Dot Product Matrix Compression for Machine Learning
  • X is an n*d matrix of n d-dimensional embedding vectors (n=100;d=64).
  • Per techniques described herein, instead of calculating flatten(XXT), flatten(XXTY) is calculated.
  • Y is an n*k matrix (in the example k=15).
  • Y is a learnable parameter and is initialized randomly.

XXT would lead to n * d * n operations, where as dot product compression XXTY would take O(n * d * k) operations (k is very less than n).

Y is a learnable parameter and is initialized randomly. Y can be learnt, alongside other parts of the model. The projection through Y significantly reduces the number of neurons passing to the next layer while still preserving the information of original dot product matrix by exploiting the low rank property of the dot product matrix.

One of the drawback of this approach is that learned matrix Y becomes independent of the input. It would have same values for all inputs. To resolve this issue, we can use attention aware compression (please refer to Dot Product Matrix Compression for Machine Learning for more details).

Method 5 — Attention Fusion

In this approach we follow the self attention logic to fuse different embeddings.

Method 6 — Tree based Fusion

In this technique we concatenate the feature embeddings and provide them as a single input to a Tree Ensemble Model e.g. Boosted Trees or GBT. This model will be separately trained from the main neural network. In this phase we would take output of leaves of each tree in the ensemble. In the image below these are depicted as h1, h2 etc. The fused (transformed) embedding will be concatenation of the output of leaves (h1 + h2 + ..). This will be provided as input to the main neural network. On a high level this acts as a non linear transform of input features.
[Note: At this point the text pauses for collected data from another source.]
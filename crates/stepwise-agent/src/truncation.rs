//! Caps the text a tool result shows the model. The execution log keeps the full output.

use crate::AgentConfig;
use crate::tools::{CREATE_FILE_TOOL, EDIT_FILE_TOOL};

const FALLBACK_CHAR_BUDGET: usize = 20_000;

/// Which part of an oversized output survives.
#[derive(Clone, Copy, Debug, PartialEq, Eq)]
pub enum Keep {
    /// Start and end; the middle is elided.
    Ends,
    /// Only the end. File tools report their verdict last.
    End,
}

/// How much of one tool's output reaches the model.
#[derive(Clone, Copy, Debug, PartialEq, Eq)]
pub struct OutputBudget {
    pub chars: usize,
    pub lines: Option<usize>,
    pub keep: Keep,
}

impl OutputBudget {
    pub fn for_tool(tool_name: &str, config: &AgentConfig) -> Self {
        Self {
            chars: config
                .tool_output_limits
                .get(tool_name)
                .copied()
                .unwrap_or(FALLBACK_CHAR_BUDGET),
            lines: config.tool_line_limits.get(tool_name).copied(),
            keep: match tool_name {
                EDIT_FILE_TOOL | CREATE_FILE_TOOL => Keep::End,
                _ => Keep::Ends,
            },
        }
    }

    /// Character budget first, then the line budget on what is left.
    pub fn apply(&self, output: &str) -> String {
        let mut shown = self.clip_chars(output);
        if let Some(limit) = self.lines {
            shown = clip_lines(&shown, limit).unwrap_or(shown);
        }
        shown
    }

    fn clip_chars(&self, output: &str) -> String {
        let total = output.chars().count();
        if total <= self.chars {
            return output.to_string();
        }
        let elided = total - self.chars;
        match self.keep {
            Keep::Ends => {
                let head_end = byte_offset(output, self.chars / 2);
                let tail_start = byte_offset(output, self.chars / 2 + elided);
                format!(
                    "{}\n\n[output clipped: {elided} characters elided from the middle; the execution log has all of it]\n\n{}",
                    &output[..head_end],
                    &output[tail_start..]
                )
            }
            Keep::End => format!(
                "[output clipped: first {elided} characters elided; the execution log has all of it]\n\n{}",
                &output[byte_offset(output, elided)..]
            ),
        }
    }
}

/// Keeps the first and last halves of `limit` lines. `None` when the text already fits.
fn clip_lines(text: &str, limit: usize) -> Option<String> {
    let lines: Vec<&str> = text.lines().collect();
    if lines.len() <= limit {
        return None;
    }
    let head = limit / 2;
    let tail = limit - head;
    Some(format!(
        "{}\n[{} lines elided]\n{}",
        lines[..head].join("\n"),
        lines.len() - limit,
        lines[lines.len() - tail..].join("\n")
    ))
}

fn byte_offset(text: &str, chars: usize) -> usize {
    text.char_indices()
        .nth(chars)
        .map_or(text.len(), |(offset, _)| offset)
}

#[cfg(test)]
mod tests {
    use super::*;
    use crate::tools::BASH_TOOL;

    fn budget(chars: usize, keep: Keep) -> OutputBudget {
        OutputBudget {
            chars,
            lines: None,
            keep,
        }
    }

    #[test]
    fn middle_is_elided_for_shell_like_tools() {
        let shown = budget(6, Keep::Ends).apply("abcdefghij");
        assert!(shown.starts_with("abc\n\n[output clipped: 4 characters elided from the middle"));
        assert!(shown.ends_with("]\n\nhij"));
    }

    #[test]
    fn file_tools_keep_the_end_on_char_boundaries() {
        let config = AgentConfig::default();
        assert_eq!(OutputBudget::for_tool(EDIT_FILE_TOOL, &config).keep, Keep::End);

        let shown = budget(2, Keep::End).apply("ééééé");
        assert!(shown.starts_with("[output clipped: first 3 characters elided"));
        assert!(shown.ends_with("\n\néé"));
    }

    #[test]
    fn short_output_is_untouched() {
        let config = AgentConfig::default();
        assert_eq!(OutputBudget::for_tool("unknown", &config).apply("ok"), "ok");
        assert_eq!(clip_lines("1\n2", 2), None);
    }

    #[test]
    fn line_budget_keeps_both_halves() {
        assert_eq!(
            clip_lines("1\n2\n3\n4\n5\n6", 4).as_deref(),
            Some("1\n2\n[2 lines elided]\n5\n6")
        );
    }

    #[test]
    fn bash_output_is_bounded_by_line_limit() {
        let config = AgentConfig::default();
        let long = (0..1000).map(|n| n.to_string()).collect::<Vec<_>>().join("\n");
        let shown = OutputBudget::for_tool(BASH_TOOL, &config).apply(&long);
        assert!(shown.lines().count() <= 257);
        assert!(shown.starts_with("0\n1\n"));
        assert!(shown.ends_with("999"));
    }
}
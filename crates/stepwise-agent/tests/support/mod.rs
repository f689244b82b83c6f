#![allow(dead_code)]

use async_trait::async_trait;
use std::collections::VecDeque;
use std::sync::{Arc, Mutex};
use stepwise_llm::{
    Client, FinishReason, Message, ProviderAdapter, Request, Response, SDKError, ToolCall, Usage,
};

/// Replays queued responses in order and records every request it receives.
#[derive(Clone)]
pub struct SequenceAdapter {
    pub name: String,
    pub responses: Arc<Mutex<VecDeque<Response>>>,
    pub requests: Arc<Mutex<Vec<Request>>>,
}

impl SequenceAdapter {
    pub fn new(responses: Vec<Response>) -> Self {
        Self {
            name: "sequence".to_string(),
            responses: Arc::new(Mutex::new(responses.into())),
            requests: Arc::new(Mutex::new(Vec::new())),
        }
    }

    pub fn client(&self) -> Arc<Client> {
        Arc::new(Client::with_provider(Arc::new(self.clone())))
    }

    pub fn requests(&self) -> Vec<Request> {
        self.requests.lock().expect("requests mutex").clone()
    }
}

#[async_trait]
impl ProviderAdapter for SequenceAdapter {
    fn name(&self) -> &str {
        &self.name
    }

    async fn complete(&self, request: Request) -> Result<Response, SDKError> {
        self.requests.lock().expect("requests mutex").push(request);
        self.responses
            .lock()
            .expect("responses mutex")
            .pop_front()
            .ok_or_else(|| SDKError::configuration("no response queued"))
    }
}

/// Never answers.
pub struct StalledAdapter;

#[async_trait]
impl ProviderAdapter for StalledAdapter {
    fn name(&self) -> &str {
        "stalled"
    }

    async fn complete(&self, _request: Request) -> Result<Response, SDKError> {
        std::future::pending().await
    }
}

pub fn stalled_client() -> Arc<Client> {
    Arc::new(Client::with_provider(Arc::new(StalledAdapter)))
}

pub fn text_response(text: &str) -> Response {
    Response {
        id: "resp".to_string(),
        model: "test-model".to_string(),
        provider: "sequence".to_string(),
        message: Message::assistant(text),
        finish_reason: FinishReason::Stop,
        usage: Usage::default(),
    }
}

/// A response issuing `calls` as `(name, arguments)` pairs with ids `call-0`, `call-1`, ...
pub fn tool_call_response(calls: &[(&str, &str)]) -> Response {
    let tool_calls = calls
        .iter()
        .enumerate()
        .map(|(index, (name, arguments))| ToolCall::new(format!("call-{index}"), *name, *arguments))
        .collect();
    Response {
        id: "resp".to_string(),
        model: "test-model".to_string(),
        provider: "sequence".to_string(),
        message: Message::assistant_with_tool_calls("", tool_calls),
        finish_reason: FinishReason::ToolCalls,
        usage: Usage::default(),
    }
}

pub fn binary_available(name: &str) -> bool {
    std::process::Command::new(name)
        .arg("--version")
        .output()
        .map(|output| output.status.success())
        .unwrap_or(false)
}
Dense (Float) Features Fusion

The special case for feature fusion is for float value features. Unlike embedding based feature fusion, here we have just one vector of float features (e.g product price, click through rate, add to cart rate etc.). For handling dense features we would pass them through a fully connected layer with non linearity. This will lead to a transformed representation that would either concatenated or interacted with sparse fused features.

Baseline Model

An example architecture for a baseline model is described below

In this architecture we are first performing fusion of dense features. Separately sparse features (or embedding features) will have dot product fusion in a separate layer. As next step we are concatenating the fused vector of dense and sparse vectors in the interaction arch. In the next part of the network we are performing transformations over the concatenated feature vector.

Dense Sparse Feature Fusion

The last piece of the puzzle is how to interact the dense features and sparse features. Till now we have seen embedding based feature fusion (let’s say via dot product fusion) and dense (float value features) fusion. In this section we would explore how to interact (fuse) them together.

For dense-sparse interactions we would first generate an intermediate representation of the dense features via performing a non linear transform. Then we would perform following two steps

  • Concatenating transformed dense feature representation to interaction layer
  • Stacking the transformed dense feature representation with embedding inputs

In this way the dense transformed representation (output of FC + Relu layer) would take part in dot product fusion, hence it will interact with the individual embeddings of the input layer. Since dense features contain bias information (e.g. CTR or number of clicks provide bias about product performance), we would want to preserve this information. Hence in a residual connection kind of way we concatenate the transformed dense representation with the output of dot product fusion.